┌─ The input
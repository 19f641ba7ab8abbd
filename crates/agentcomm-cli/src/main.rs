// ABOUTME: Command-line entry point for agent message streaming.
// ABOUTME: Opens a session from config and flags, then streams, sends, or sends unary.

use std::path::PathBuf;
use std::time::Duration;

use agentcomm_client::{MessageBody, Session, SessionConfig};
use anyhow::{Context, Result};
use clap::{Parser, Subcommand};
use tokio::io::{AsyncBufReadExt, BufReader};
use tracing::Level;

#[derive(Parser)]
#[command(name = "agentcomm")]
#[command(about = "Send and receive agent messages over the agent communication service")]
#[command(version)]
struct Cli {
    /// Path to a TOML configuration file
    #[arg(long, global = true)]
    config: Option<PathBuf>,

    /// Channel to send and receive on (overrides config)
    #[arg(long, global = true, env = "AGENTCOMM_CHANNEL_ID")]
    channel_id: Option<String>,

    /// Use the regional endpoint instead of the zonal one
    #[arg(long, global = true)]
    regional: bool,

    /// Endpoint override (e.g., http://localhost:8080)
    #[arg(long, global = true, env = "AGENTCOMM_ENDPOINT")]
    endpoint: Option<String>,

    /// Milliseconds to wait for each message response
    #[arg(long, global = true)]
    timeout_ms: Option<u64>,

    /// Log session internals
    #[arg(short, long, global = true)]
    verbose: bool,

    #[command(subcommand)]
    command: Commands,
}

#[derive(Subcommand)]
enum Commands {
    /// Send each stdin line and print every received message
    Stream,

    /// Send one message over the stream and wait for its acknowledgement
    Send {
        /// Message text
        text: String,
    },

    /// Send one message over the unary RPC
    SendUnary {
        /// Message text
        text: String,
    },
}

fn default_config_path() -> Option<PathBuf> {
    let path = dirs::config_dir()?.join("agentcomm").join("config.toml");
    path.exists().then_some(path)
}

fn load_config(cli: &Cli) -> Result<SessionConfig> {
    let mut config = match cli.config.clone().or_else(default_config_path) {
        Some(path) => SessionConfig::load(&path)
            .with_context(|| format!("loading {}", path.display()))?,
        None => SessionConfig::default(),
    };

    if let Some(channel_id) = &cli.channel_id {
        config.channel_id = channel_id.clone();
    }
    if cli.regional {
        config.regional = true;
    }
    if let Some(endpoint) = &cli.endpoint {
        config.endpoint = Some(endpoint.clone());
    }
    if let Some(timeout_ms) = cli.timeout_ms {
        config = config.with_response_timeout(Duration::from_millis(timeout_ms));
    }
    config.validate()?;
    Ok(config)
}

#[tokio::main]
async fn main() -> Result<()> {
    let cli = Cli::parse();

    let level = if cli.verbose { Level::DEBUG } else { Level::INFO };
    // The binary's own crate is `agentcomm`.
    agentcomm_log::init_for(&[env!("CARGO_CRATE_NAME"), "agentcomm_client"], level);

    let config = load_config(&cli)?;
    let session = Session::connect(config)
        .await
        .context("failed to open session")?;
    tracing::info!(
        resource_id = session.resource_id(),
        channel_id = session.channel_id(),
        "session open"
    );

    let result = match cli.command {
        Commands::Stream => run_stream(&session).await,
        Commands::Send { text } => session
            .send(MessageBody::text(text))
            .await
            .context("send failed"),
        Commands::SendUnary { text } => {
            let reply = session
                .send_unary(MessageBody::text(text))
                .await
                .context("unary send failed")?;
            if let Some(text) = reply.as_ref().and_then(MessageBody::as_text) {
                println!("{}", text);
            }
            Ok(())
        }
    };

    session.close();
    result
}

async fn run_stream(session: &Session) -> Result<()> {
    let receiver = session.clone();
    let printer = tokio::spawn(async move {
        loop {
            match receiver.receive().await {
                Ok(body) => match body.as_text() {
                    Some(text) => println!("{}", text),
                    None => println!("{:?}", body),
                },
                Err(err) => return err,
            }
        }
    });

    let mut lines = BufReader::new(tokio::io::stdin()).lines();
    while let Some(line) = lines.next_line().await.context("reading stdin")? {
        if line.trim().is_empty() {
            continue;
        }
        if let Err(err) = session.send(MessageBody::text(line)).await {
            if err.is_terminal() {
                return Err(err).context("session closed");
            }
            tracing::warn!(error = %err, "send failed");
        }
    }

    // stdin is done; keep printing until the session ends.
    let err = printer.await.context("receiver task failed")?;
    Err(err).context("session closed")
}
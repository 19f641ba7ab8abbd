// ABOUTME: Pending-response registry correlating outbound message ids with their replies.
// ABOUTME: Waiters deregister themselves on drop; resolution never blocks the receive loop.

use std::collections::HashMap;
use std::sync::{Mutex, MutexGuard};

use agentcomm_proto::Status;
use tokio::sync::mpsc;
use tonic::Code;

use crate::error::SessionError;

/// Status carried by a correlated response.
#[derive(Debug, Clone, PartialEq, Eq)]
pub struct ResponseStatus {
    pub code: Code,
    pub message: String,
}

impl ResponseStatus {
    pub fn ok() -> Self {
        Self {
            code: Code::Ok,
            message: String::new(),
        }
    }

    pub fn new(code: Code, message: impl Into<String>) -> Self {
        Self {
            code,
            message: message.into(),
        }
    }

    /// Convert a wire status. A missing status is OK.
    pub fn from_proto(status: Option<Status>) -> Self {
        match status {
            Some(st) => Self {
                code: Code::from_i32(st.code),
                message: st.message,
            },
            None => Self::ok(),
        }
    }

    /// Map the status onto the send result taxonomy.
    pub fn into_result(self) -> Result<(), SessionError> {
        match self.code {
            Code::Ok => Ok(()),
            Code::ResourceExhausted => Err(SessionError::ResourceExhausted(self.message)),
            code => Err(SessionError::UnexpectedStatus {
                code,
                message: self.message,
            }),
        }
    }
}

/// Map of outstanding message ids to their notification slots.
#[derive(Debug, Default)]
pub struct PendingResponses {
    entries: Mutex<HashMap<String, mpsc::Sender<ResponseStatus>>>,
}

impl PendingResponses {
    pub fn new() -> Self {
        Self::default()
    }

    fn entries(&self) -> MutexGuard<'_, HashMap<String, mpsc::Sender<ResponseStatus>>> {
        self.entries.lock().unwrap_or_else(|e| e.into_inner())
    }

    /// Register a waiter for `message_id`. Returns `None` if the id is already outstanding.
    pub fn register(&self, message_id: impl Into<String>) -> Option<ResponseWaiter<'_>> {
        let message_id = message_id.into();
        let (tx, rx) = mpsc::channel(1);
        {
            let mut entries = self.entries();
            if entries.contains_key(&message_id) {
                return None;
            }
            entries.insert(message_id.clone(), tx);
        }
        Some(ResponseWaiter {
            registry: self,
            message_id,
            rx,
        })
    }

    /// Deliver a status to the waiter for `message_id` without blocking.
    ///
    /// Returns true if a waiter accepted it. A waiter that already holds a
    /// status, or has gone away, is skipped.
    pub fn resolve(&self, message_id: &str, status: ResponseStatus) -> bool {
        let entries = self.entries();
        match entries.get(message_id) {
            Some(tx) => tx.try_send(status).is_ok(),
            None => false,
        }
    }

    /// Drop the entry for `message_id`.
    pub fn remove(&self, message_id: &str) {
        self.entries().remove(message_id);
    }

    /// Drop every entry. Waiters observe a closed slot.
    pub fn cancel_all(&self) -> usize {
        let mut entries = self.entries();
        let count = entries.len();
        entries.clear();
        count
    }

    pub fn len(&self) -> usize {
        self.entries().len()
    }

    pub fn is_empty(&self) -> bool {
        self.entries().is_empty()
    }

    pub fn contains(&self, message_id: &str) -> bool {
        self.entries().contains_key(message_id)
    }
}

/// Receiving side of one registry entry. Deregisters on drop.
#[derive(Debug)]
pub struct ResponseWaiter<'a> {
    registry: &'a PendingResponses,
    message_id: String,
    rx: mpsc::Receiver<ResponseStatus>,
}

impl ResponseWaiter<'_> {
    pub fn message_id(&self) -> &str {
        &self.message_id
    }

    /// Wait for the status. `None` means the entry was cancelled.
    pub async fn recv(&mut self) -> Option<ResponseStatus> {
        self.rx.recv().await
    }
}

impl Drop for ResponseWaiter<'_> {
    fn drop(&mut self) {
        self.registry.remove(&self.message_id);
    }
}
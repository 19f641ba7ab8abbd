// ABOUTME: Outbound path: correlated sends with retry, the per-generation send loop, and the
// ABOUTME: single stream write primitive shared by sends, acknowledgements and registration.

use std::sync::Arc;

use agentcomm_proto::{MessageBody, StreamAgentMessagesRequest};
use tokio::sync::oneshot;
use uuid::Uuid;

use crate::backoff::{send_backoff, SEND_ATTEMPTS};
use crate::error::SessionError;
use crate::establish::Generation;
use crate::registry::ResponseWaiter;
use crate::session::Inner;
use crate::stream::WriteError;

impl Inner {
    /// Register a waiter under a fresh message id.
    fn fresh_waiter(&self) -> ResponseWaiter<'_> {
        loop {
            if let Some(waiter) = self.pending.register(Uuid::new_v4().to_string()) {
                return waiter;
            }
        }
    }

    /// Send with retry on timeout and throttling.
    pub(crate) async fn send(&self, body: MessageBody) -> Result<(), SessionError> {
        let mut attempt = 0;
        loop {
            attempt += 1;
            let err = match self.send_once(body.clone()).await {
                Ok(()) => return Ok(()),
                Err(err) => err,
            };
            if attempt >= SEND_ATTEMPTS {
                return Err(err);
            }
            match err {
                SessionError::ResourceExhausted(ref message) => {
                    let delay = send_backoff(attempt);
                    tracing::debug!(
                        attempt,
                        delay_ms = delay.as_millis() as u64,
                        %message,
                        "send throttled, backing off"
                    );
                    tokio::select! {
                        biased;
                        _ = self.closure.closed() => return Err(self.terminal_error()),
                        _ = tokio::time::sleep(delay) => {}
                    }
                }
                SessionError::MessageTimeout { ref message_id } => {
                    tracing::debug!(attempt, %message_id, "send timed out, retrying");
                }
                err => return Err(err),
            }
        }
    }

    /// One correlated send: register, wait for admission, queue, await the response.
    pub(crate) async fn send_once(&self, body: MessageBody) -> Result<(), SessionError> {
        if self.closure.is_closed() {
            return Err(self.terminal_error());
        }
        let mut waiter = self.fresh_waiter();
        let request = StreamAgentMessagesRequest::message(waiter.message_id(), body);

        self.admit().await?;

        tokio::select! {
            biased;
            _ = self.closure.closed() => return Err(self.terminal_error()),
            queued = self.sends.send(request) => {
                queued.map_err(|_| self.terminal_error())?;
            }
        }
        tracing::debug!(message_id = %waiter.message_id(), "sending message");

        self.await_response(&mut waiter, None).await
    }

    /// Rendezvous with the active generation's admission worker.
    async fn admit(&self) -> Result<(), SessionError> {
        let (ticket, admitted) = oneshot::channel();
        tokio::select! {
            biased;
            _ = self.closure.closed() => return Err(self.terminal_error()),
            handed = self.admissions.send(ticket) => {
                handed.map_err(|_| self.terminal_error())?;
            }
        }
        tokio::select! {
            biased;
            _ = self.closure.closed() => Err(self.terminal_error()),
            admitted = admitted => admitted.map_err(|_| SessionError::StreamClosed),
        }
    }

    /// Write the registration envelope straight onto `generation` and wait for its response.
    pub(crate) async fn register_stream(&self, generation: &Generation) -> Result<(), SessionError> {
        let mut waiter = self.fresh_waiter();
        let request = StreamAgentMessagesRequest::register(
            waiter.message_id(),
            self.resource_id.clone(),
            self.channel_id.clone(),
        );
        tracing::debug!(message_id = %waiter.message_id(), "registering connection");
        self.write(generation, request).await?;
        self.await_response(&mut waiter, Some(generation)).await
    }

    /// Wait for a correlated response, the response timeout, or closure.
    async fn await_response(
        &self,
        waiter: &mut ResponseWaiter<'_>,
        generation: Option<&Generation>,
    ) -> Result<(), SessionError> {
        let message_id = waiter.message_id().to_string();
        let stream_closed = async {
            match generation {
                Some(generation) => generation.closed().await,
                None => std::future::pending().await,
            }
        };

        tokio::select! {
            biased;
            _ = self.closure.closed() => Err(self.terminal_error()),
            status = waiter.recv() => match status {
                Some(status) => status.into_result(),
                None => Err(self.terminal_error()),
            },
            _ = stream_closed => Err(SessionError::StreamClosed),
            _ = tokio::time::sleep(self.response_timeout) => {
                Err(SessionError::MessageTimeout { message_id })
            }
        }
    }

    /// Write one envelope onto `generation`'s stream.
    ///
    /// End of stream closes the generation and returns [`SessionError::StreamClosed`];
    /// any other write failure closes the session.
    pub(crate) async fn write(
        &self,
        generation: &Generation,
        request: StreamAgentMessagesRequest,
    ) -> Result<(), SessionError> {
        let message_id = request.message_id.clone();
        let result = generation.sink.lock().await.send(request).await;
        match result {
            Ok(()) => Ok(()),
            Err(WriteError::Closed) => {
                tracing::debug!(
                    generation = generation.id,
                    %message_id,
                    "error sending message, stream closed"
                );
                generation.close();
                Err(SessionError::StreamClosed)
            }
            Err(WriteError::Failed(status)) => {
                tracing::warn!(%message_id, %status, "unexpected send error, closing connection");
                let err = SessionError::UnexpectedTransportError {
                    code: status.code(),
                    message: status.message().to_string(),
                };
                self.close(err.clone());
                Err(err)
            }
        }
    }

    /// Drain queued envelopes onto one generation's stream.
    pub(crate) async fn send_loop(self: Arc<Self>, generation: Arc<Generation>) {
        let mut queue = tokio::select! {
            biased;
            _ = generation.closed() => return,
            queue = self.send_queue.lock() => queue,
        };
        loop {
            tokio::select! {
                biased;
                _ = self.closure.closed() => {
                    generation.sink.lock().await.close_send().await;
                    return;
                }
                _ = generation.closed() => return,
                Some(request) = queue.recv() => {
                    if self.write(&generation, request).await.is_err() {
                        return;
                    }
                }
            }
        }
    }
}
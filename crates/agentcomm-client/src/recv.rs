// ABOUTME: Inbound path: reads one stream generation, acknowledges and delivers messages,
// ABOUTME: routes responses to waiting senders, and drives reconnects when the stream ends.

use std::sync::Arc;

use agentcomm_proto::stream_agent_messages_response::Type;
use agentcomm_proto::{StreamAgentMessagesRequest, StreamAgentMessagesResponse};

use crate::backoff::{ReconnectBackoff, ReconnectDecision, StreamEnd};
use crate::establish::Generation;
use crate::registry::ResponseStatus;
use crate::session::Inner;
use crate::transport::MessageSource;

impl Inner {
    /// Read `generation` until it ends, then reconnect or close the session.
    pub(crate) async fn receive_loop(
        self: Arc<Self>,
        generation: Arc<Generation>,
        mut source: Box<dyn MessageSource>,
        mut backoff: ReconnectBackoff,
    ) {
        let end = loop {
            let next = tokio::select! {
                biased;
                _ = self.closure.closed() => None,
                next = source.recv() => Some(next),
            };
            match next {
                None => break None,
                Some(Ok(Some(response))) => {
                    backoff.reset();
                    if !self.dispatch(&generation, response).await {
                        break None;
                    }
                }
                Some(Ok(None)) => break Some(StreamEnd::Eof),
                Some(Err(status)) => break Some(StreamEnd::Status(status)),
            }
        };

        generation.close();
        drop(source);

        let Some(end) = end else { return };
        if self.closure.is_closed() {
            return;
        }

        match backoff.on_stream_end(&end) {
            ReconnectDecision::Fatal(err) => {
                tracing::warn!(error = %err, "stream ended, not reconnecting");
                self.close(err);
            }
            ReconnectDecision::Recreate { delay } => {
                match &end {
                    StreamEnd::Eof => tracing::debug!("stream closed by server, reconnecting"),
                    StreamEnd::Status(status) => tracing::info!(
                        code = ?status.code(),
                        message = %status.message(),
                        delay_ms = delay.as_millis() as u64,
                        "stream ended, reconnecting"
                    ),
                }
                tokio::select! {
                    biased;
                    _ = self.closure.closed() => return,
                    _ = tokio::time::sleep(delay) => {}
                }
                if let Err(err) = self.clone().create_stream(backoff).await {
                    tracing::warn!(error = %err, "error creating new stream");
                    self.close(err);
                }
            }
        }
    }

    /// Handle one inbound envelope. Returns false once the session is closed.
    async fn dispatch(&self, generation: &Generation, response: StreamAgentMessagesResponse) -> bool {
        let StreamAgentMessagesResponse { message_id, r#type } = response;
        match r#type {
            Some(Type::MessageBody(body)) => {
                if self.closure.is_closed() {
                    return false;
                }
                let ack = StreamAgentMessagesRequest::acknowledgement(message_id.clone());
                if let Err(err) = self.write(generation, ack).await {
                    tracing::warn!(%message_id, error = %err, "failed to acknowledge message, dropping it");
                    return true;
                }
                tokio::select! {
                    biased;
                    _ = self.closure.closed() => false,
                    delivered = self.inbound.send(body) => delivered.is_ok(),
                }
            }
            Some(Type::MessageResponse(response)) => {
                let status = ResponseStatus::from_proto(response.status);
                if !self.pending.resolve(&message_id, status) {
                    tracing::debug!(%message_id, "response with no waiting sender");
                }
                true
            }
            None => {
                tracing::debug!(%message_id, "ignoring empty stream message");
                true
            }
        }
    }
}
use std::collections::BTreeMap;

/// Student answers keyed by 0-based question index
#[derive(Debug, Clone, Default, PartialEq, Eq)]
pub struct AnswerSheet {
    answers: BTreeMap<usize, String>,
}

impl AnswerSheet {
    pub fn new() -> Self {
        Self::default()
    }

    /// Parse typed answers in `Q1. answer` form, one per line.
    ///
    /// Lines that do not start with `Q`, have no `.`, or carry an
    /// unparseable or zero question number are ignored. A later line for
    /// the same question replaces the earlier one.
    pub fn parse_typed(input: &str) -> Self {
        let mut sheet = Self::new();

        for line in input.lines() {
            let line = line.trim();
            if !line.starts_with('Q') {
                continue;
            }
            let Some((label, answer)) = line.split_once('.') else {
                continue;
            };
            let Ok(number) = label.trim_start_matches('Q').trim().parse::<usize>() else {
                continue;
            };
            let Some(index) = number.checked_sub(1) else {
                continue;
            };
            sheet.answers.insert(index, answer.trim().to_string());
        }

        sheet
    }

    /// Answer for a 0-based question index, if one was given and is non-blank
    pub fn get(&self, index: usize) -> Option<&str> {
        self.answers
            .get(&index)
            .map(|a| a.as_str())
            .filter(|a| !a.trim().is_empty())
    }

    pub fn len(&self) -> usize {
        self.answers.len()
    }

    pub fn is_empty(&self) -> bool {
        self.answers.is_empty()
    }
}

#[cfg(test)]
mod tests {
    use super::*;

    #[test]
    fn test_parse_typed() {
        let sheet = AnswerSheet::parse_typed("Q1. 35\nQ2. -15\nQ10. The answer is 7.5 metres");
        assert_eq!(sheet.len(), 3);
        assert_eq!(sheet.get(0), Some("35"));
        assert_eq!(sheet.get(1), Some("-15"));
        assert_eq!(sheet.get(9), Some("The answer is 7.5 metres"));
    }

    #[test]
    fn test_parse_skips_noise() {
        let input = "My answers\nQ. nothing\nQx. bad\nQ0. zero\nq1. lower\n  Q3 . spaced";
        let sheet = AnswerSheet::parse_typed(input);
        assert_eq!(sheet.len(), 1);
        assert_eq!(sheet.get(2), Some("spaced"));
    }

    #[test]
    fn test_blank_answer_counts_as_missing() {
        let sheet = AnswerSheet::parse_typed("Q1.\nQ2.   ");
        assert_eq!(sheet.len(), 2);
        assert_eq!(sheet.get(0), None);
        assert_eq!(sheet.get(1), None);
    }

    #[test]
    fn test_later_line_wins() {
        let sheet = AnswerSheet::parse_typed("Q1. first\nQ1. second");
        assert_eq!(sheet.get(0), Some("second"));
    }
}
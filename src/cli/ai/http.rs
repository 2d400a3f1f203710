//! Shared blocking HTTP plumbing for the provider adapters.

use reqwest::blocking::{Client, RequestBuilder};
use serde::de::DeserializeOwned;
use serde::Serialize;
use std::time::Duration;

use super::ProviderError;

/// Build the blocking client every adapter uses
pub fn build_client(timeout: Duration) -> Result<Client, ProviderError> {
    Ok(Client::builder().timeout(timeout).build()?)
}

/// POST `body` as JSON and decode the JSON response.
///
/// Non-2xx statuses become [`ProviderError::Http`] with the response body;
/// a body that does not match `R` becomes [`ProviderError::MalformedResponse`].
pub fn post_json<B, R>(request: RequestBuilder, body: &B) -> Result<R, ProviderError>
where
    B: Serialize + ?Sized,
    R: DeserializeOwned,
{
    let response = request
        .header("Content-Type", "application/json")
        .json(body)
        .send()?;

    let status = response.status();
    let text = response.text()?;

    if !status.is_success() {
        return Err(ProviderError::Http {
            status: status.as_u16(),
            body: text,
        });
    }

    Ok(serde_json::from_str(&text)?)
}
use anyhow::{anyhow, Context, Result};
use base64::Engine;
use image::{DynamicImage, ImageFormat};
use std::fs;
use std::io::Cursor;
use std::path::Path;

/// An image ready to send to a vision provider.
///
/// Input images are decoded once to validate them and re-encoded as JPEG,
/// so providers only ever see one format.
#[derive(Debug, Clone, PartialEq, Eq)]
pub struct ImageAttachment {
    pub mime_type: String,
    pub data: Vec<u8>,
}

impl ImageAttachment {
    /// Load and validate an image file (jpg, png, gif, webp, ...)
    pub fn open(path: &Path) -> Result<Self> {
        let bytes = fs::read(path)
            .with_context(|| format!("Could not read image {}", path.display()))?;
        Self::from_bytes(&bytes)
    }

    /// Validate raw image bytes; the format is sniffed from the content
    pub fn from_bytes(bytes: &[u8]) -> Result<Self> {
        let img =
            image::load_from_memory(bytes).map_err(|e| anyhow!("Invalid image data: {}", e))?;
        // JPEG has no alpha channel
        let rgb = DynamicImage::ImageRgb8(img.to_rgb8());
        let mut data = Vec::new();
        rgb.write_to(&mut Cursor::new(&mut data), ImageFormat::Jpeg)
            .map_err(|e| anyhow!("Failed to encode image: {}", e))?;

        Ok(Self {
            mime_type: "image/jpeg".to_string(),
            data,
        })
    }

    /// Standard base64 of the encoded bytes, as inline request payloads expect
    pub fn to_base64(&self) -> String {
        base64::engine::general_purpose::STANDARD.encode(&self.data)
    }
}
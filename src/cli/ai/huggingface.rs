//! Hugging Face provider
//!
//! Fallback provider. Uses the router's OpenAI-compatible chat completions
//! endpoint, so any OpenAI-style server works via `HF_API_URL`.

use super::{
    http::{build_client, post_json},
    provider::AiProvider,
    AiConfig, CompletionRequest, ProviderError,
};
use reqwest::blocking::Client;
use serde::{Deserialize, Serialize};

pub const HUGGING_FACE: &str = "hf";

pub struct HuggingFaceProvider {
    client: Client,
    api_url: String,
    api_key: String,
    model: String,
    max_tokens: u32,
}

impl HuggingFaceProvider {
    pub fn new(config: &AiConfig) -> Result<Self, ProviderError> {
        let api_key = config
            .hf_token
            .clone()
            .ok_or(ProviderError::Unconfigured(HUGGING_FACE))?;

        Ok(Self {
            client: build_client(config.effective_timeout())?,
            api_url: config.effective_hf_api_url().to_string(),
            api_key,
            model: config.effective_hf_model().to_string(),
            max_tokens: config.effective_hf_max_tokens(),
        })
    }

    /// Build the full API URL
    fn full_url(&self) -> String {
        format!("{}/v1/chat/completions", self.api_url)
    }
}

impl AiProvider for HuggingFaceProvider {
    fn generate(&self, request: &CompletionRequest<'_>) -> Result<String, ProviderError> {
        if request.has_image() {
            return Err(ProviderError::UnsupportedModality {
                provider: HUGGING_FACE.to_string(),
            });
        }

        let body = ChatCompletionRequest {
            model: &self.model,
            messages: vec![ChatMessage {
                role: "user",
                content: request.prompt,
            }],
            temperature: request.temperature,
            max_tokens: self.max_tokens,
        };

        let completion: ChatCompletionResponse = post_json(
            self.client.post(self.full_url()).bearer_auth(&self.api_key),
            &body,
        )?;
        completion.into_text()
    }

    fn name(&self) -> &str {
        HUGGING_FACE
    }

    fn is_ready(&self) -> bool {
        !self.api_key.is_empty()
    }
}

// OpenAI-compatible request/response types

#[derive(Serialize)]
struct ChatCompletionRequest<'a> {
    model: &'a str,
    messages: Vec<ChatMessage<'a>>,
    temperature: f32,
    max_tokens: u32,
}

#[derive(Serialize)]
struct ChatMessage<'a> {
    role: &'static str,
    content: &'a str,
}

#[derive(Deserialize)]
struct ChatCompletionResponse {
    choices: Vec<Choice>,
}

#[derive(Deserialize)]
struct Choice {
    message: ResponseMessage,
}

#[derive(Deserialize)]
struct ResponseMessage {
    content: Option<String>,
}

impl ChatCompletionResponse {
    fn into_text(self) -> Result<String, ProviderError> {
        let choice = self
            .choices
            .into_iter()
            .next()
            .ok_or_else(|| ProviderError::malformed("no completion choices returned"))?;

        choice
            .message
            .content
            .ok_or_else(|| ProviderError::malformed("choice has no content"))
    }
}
└─
Directions for this task:
In the data above, retype exactly and only the lines between the one holding "code => Err(SessionError::UnexpectedStatus" and the one holding "let message_id = message_id.into();", inclusive.

Completed exercise:
            code => Err(SessionError::UnexpectedStatus {
                code,
                message: self.message,
            }),
        }
    }
}

/// Map of outstanding message ids to their notification slots.
#[derive(Debug, Default)]
pub struct PendingResponses {
    entries: Mutex<HashMap<String, mpsc::Sender<ResponseStatus>>>,
}

impl PendingResponses {
    pub fn new() -> Self {
        Self::default()
    }

    fn entries(&self) -> MutexGuard<'_, HashMap<String, mpsc::Sender<ResponseStatus>>> {
        self.entries.lock().unwrap_or_else(|e| e.into_inner())
    }

    /// Register a waiter for `message_id`. Returns `None` if the id is already outstanding.
    pub fn register(&self, message_id: impl Into<String>) -> Option<ResponseWaiter<'_>> {
        let message_id = message_id.into();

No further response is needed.